Re: subscription disable_on_error not working after ALTER SUBSCRIPTION set bad conninfo - Mailing list pgsql-hackers

From Peter Smith
Subject Re: subscription disable_on_error not working after ALTER SUBSCRIPTION set bad conninfo
Date
Msg-id CAHut+PtoTp6GT7xcYN_BDDQnvr-0CkcuxUCB_YyPVaGL7oMQgg@mail.gmail.com
Whole thread Raw
In response to Re: subscription disable_on_error not working after ALTER SUBSCRIPTION set bad conninfo  (Masahiko Sawada <sawada.mshk@gmail.com>)
Responses Re: subscription disable_on_error not working after ALTER SUBSCRIPTION set bad conninfo
List pgsql-hackers
On Thu, Jan 18, 2024 at 12:55 PM Masahiko Sawada <sawada.mshk@gmail.com> wrote:
>
...
>
> Although we can improve it to handle this case too, I'm not sure it's
> a bug.
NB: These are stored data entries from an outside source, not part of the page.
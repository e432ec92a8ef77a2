//! Cross-process mutual exclusion on a (network, host) pair.
//!
//! The lock is a row in the shared database: inserting it takes the lock,
//! a uniqueness violation means someone else holds it, deleting it releases
//! it. Acquisition retries a bounded number of times with a fixed backoff.
use std::{fmt, sync::Arc, time::Duration};

use thiserror::Error;
use tracing::{debug, error, trace, warn};

use config::LockPolicy;
use fabric_core::metrics;

use crate::{IsConflict, Storage};

#[derive(Debug, Error)]
pub enum LockError<E> {
    #[error("lock for ({network_id}, {host}) unavailable after {attempts} attempts")]
    Unavailable {
        network_id: String,
        host: String,
        attempts: u32,
    },
    #[error("database error")]
    DbError(#[from] E),
}

/// Hands out [`LockGuard`]s for rows in the `attachment_locks` table
pub struct AttachmentLock<T> {
    store: Arc<T>,
    policy: LockPolicy,
}

impl<T> Clone for AttachmentLock<T> {
    fn clone(&self) -> Self {
        Self {
            store: Arc::clone(&self.store),
            policy: self.policy,
        }
    }
}

impl<T> fmt::Debug for AttachmentLock<T> {
    fn fmt(&self, f: &mut fmt::Formatter<'_>) -> fmt::Result {
        f.debug_struct("AttachmentLock")
            .field("policy", &self.policy)
            .finish()
    }
}

impl<T: Storage> AttachmentLock<T> {
    pub fn new(store: Arc<T>, policy: LockPolicy) -> Self {
        Self { store, policy }
    }

    pub fn policy(&self) -> LockPolicy {
        self.policy
    }

    /// take the lock with the configured retry budget
    pub async fn acquire(
        &self,
        network_id: &str,
        host: &str,
    ) -> Result<LockGuard<T>, LockError<T::Error>> {
        self.acquire_with(network_id, host, self.policy).await
    }

    /// single attempt, used by background work that can come back later
    pub async fn try_acquire(
        &self,
        network_id: &str,
        host: &str,
    ) -> Result<LockGuard<T>, LockError<T::Error>> {
        let policy = LockPolicy {
            attempts: 1,
            retry_interval: Duration::ZERO,
        };
        self.acquire_with(network_id, host, policy).await
    }

    async fn acquire_with(
        &self,
        network_id: &str,
        host: &str,
        policy: LockPolicy,
    ) -> Result<LockGuard<T>, LockError<T::Error>> {
        let attempts = policy.attempts.max(1);
        for attempt in 1..=attempts {
            match self.store.insert_lock(network_id, host).await {
                Ok(()) => {
                    trace!(%network_id, ?host, attempt, "attachment lock acquired");
                    return Ok(LockGuard {
                        store: Arc::clone(&self.store),
                        network_id: network_id.to_owned(),
                        host: host.to_owned(),
                        released: false,
                    });
                }
                Err(err) if err.is_conflict() => {
                    metrics::LOCK_CONTENTION.inc();
                    debug!(%network_id, ?host, attempt, "attachment lock held elsewhere");
                    if attempt < attempts {
                        tokio::time::sleep(policy.retry_interval).await;
                    }
                }
                Err(err) => return Err(LockError::DbError(err)),
            }
        }
        metrics::LOCK_UNAVAILABLE.inc();
        warn!(%network_id, ?host, attempts, "giving up on attachment lock");
        Err(LockError::Unavailable {
            network_id: network_id.to_owned(),
            host: host.to_owned(),
            attempts,
        })
    }
}

/// Held lock. Call [`release`] when done; a guard dropped without it
/// releases from a spawned task.
///
/// [`release`]: crate::lock::LockGuard::release
#[must_use = "the lock is released as soon as the guard is dropped"]
pub struct LockGuard<T: Storage> {
    store: Arc<T>,
    network_id: String,
    host: String,
    released: bool,
}

impl<T: Storage> fmt::Debug for LockGuard<T> {
    fn fmt(&self, f: &mut fmt::Formatter<'_>) -> fmt::Result {
        f.debug_struct("LockGuard")
            .field("network_id", &self.network_id)
            .field("host", &self.host)
            .field("released", &self.released)
            .finish()
    }
}

impl<T: Storage> LockGuard<T> {
    pub fn network_id(&self) -> &str {
        &self.network_id
    }

    pub fn host(&self) -> &str {
        &self.host
    }

    pub async fn release(mut self) -> Result<(), T::Error> {
        self.released = true;
        if !self.store.delete_lock(&self.network_id, &self.host).await? {
            warn!(network_id = %self.network_id, host = ?self.host, "attachment lock row was already gone");
        }
        trace!(network_id = %self.network_id, host = ?self.host, "attachment lock released");
        Ok(())
    }
}

impl<T: Storage> Drop for LockGuard<T> {
    fn drop(&mut self) {
        if self.released {
            return;
        }
        let store = Arc::clone(&self.store);
        let network_id = std::mem::take(&mut self.network_id);
        let host = std::mem::take(&mut self.host);
        match tokio::runtime::Handle::try_current() {
            Ok(handle) => {
                handle.spawn(async move {
                    if let Err(err) = store.delete_lock(&network_id, &host).await {
                        error!(?err, %network_id, ?host, "failed to release dropped attachment lock");
                    }
                });
            }
            Err(_) => {
                error!(%network_id, ?host, "attachment lock dropped outside a runtime, row left behind");
            }
        }
    }
}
The doc says[1]:
>
> Specifies whether the subscription should be automatically disabled if
> any errors are detected by subscription workers during data
> replication from the publisher.
>
> When an apply worker is trying to establish a connection, it's not
> replicating data from the publisher.
>
> Regards,
>
> [1]
https://www.postgresql.org/docs/devel/sql-createsubscription.html#SQL-CREATESUBSCRIPTION-PARAMS-WITH-DISABLE-ON-ERROR
>
> --
> Masahiko Sawada
> Amazon Web Services: https://aws.amazon.com

Yeah, I had also seen that wording of those docs. And I agree it
leaves open some room for doubts because strictly from that wording it
can be interpreted that establishing the connection is not actually
"data replication from the publisher" in which case maybe there is no
bug.

OTOH, it was not clear to me if that precise wording was the intention
or not. It could have been written as "Specifies whether the
subscription should be automatically disabled if any errors are
detected by subscription workers." which would mean the same thing 99%
of the time except that would mean that the current behaviour is a
bug.

I tried looking at the original thread where this feature was born [1]
but it is still unclear to me if 'disable_on_error' was meant for
every kind of error or only data replication errors.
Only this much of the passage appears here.